### WORK TO COMPLETE:
Two lines mark the range in the entries below: the one holding "one enemy variant" and the one holding "this range, frames". Set down those two and all lines between them, exactly.
[RECORDS FOR THE TASK Boundary: Start]
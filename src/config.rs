//! Game balance configuration
//!
//! Everything tunable lives here: player stats, per-enemy-type stats, the
//! difficulty stage table, power-up parameters, and feedback tuning. A config
//! is constructed once at startup (from JSON or [`Default`]) and passed by
//! reference into the simulation - there is no global config state.

use serde::{Deserialize, Serialize};

/// Playfield and timing
#[derive(Debug, Clone, Serialize, Deserialize)]
#[serde(default)]
pub struct FieldConfig {
    /// Playfield width in pixels
    pub width: f32,
    /// Playfield height in pixels
    pub height: f32,
    /// Logical ticks per second
    pub fps: u32,
}

impl Default for FieldConfig {
    fn default() -> Self {
        Self {
            width: crate::consts::DEFAULT_FIELD_WIDTH,
            height: crate::consts::DEFAULT_FIELD_HEIGHT,
            fps: crate::consts::DEFAULT_FPS,
        }
    }
}

/// Player tuning
#[derive(Debug, Clone, Serialize, Deserialize)]
#[serde(default)]
pub struct PlayerConfig {
    pub max_health: i32,
    /// Movement speed, pixels per tick
    pub speed: f32,
    /// Frames between shots
    pub shoot_delay: u32,
    /// Bullet speed, pixels per tick
    pub bullet_speed: f32,
    pub bullet_damage: i32,
    /// Bounding box (width, height)
    pub width: f32,
    pub height: f32,
    /// Post-hit invincibility window, frames
    pub invincible_frames: u32,
    /// While invincible the ship is hidden every other interval of this
    /// many frames (renderer flicker)
    pub flicker_interval: u32,
}

impl Default for PlayerConfig {
    fn default() -> Self {
        Self {
            max_health: 3,
            speed: 5.0,
            shoot_delay: 10,
            bullet_speed: 10.0,
            bullet_damage: 10,
            width: 50.0,
            height: 40.0,
            invincible_frames: 90,
            flicker_interval: 4,
        }
    }
}

/// Stats for one enemy variant
#[derive(Debug, Clone, Serialize, Deserialize)]
#[serde(default)]
pub struct EnemyStats {
    /// Bounding box edge length (enemies are square boxes)
    pub size: f32,
    pub health: i32,
    /// Seek speed, pixels per tick
    pub speed: f32,
    /// Shoot cooldown is re-drawn uniformly from this range, frames
    pub shoot_cooldown_min: u32,
    pub shoot_cooldown_max: u32,
    pub bullet_speed: f32,
    pub bullet_damage: i32,
    /// Damage dealt by ramming the player
    pub collision_damage: i32,
    pub points: u64,
    /// Probability in [0,1] of dropping a health pack on death
    pub health_pack_drop_chance: f32,
    /// Energy added to the power-up meter per kill
    pub energy_charge: f32,
}

impl Default for EnemyStats {
    fn default() -> Self {
        // Circle: slow, numerous, weak
        Self {
            size: 40.0,
            health: 30,
            speed: 1.0,
            shoot_cooldown_min: 120,
            shoot_cooldown_max: 240,
            bullet_speed: 3.0,
            bullet_damage: 1,
            collision_damage: 1,
            points: 10,
            health_pack_drop_chance: 0.05,
            energy_charge: 0.15,
        }
    }
}

impl EnemyStats {
    fn triangle() -> Self {
        // Triangle: fast flanker
        Self {
            size: 40.0,
            health: 20,
            speed: 3.0,
            shoot_cooldown_min: 30,
            shoot_cooldown_max: 60,
            bullet_speed: 4.0,
            bullet_damage: 1,
            collision_damage: 1,
            points: 20,
            health_pack_drop_chance: 0.1,
            energy_charge: 0.2,
        }
    }

    fn square() -> Self {
        // Square: slow tank
        Self {
            size: 50.0,
            health: 60,
            speed: 0.5,
            shoot_cooldown_min: 90,
            shoot_cooldown_max: 150,
            bullet_speed: 2.5,
            bullet_damage: 2,
            collision_damage: 2,
            points: 50,
            health_pack_drop_chance: 0.15,
            energy_charge: 0.3,
        }
    }
}

/// Health pack pickup tuning
#[derive(Debug, Clone, Serialize, Deserialize)]
#[serde(default)]
pub struct HealthPackConfig {
    pub size: f32,
    pub heal_amount: i32,
    /// Downward drift, pixels per tick
    pub drift_speed: f32,
    pub lifetime_secs: u32,
    /// Frames per pulse-animation cycle
    pub pulse_interval: u32,
    /// Score awarded instead of healing when already at full health
    pub full_health_bonus: u64,
}

impl Default for HealthPackConfig {
    fn default() -> Self {
        Self {
            size: 24.0,
            heal_amount: 1,
            drift_speed: 0.5,
            lifetime_secs: 10,
            pulse_interval: 30,
            full_health_bonus: 25,
        }
    }
}

/// Power-up tuning
#[derive(Debug, Clone, Serialize, Deserialize)]
#[serde(default)]
pub struct PowerupConfig {
    pub duration_secs: u32,
    /// Shot cooldown divisor while powered
    pub fire_rate_multiplier: f32,
    /// Score multiplier for kills while powered
    pub score_multiplier: u64,
    /// Health pack drop chance multiplier while powered
    pub drop_chance_multiplier: f32,
    /// Chance a destroyed Square drops a power-up pickup
    pub drop_chance: f32,
    /// Lateral offset of the two side bullets in the spread shot
    pub spread_offset: f32,
}

impl Default for PowerupConfig {
    fn default() -> Self {
        Self {
            duration_secs: 6,
            fire_rate_multiplier: 2.0,
            score_multiplier: 2,
            drop_chance_multiplier: 2.0,
            drop_chance: 0.05,
            spread_offset: 12.0,
        }
    }
}

/// Visual feedback tuning (particles, screen shake, score popups)
#[derive(Debug, Clone, Serialize, Deserialize)]
#[serde(default)]
pub struct EffectsConfig {
    /// Particles spawned per enemy explosion
    pub particle_count: u32,
    /// Particle lifetime, frames
    pub particle_life: u32,
    /// Initial particle speed, pixels per tick
    pub particle_speed: f32,
    /// Per-tick particle velocity decay factor
    pub particle_drag: f32,
    pub shake_magnitude: f32,
    pub shake_duration: u32,
    /// Score popup lifetime, frames
    pub popup_life: u32,
    /// Score popup upward float, pixels per tick
    pub popup_rise: f32,
}

impl Default for EffectsConfig {
    fn default() -> Self {
        Self {
            particle_count: 12,
            particle_life: 30,
            particle_speed: 4.0,
            particle_drag: 0.92,
            shake_magnitude: 4.0,
            shake_duration: 10,
            popup_life: 45,
            popup_rise: 0.7,
        }
    }
}

/// One row of the difficulty table
///
/// Active for a contiguous span of `difficulty_level`; controls spawn cadence
/// and enemy-type weights. Weights need not sum to 1 - any remainder falls to
/// Square. Damage overrides are optional; absence means "use the enemy type's
/// own base damage".
#[derive(Debug, Clone, Serialize, Deserialize)]
pub struct DifficultyStage {
    pub name: String,
    /// Frames between spawns while this stage is active
    pub spawn_delay: u32,
    pub circle_weight: f32,
    pub triangle_weight: f32,
    pub square_weight: f32,
    #[serde(default)]
    pub bullet_damage_override: Option<i32>,
    #[serde(default)]
    pub collision_damage_override: Option<i32>,
}

impl DifficultyStage {
    fn new(name: &str, spawn_delay: u32, cw: f32, tw: f32, sw: f32) -> Self {
        Self {
            name: name.to_string(),
            spawn_delay,
            circle_weight: cw,
            triangle_weight: tw,
            square_weight: sw,
            bullet_damage_override: None,
            collision_damage_override: None,
        }
    }
}

/// Difficulty curve
#[derive(Debug, Clone, Serialize, Deserialize)]
#[serde(default)]
pub struct DifficultyConfig {
    /// Seconds between difficulty level-ups
    pub level_up_interval_secs: u32,
    /// Stage table, index 0 first; the last stage holds forever
    pub stages: Vec<DifficultyStage>,
}

impl Default for DifficultyConfig {
    fn default() -> Self {
        let mut overrun = DifficultyStage::new("Overrun", 30, 0.3, 0.35, 0.35);
        overrun.bullet_damage_override = Some(2);
        overrun.collision_damage_override = Some(2);
        Self {
            level_up_interval_secs: 20,
            stages: vec![
                DifficultyStage::new("Warmup", 90, 0.8, 0.2, 0.0),
                DifficultyStage::new("Skirmish", 75, 0.65, 0.3, 0.05),
                DifficultyStage::new("Assault", 60, 0.5, 0.35, 0.15),
                DifficultyStage::new("Onslaught", 45, 0.4, 0.35, 0.25),
                overrun,
            ],
        }
    }
}

/// Complete game configuration
#[derive(Debug, Clone, Serialize, Deserialize)]
#[serde(default)]
pub struct GameConfig {
    pub game: FieldConfig,
    pub player: PlayerConfig,
    pub enemy_circle: EnemyStats,
    pub enemy_triangle: EnemyStats,
    pub enemy_square: EnemyStats,
    pub health_pack: HealthPackConfig,
    pub powerup: PowerupConfig,
    pub effects: EffectsConfig,
    pub difficulty: DifficultyConfig,
}

impl Default for GameConfig {
    fn default() -> Self {
        Self {
            game: FieldConfig::default(),
            player: PlayerConfig::default(),
            enemy_circle: EnemyStats::default(),
            enemy_triangle: EnemyStats::triangle(),
            enemy_square: EnemyStats::square(),
            health_pack: HealthPackConfig::default(),
            powerup: PowerupConfig::default(),
            effects: EffectsConfig::default(),
            difficulty: DifficultyConfig::default(),
        }
    }
}

impl GameConfig {
    /// Parse a config from JSON; missing sections fall back to defaults
    pub fn from_json_str(json: &str) -> Result<Self, serde_json::Error> {
        serde_json::from_str(json)
    }

    /// Maximum reachable difficulty level (last stage index)
    pub fn max_difficulty_level(&self) -> usize {
        self.difficulty.stages.len().saturating_sub(1)
    }

    /// Stage for a difficulty level, clamped to the table
    pub fn stage(&self, level: usize) -> &DifficultyStage {
        let idx = level.min(self.max_difficulty_level());
        &self.difficulty.stages[idx]
    }
}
[RECORDS FOR THE TASK Boundary: End]
### ANSWER TO THIS EXERCISE:
/// Stats for one enemy variant
#[derive(Debug, Clone, Serialize, Deserialize)]
#[serde(default)]
pub struct EnemyStats {
    /// Bounding box edge length (enemies are square boxes)
    pub size: f32,
    pub health: i32,
    /// Seek speed, pixels per tick
    pub speed: f32,
    /// Shoot cooldown is re-drawn uniformly from this range, frames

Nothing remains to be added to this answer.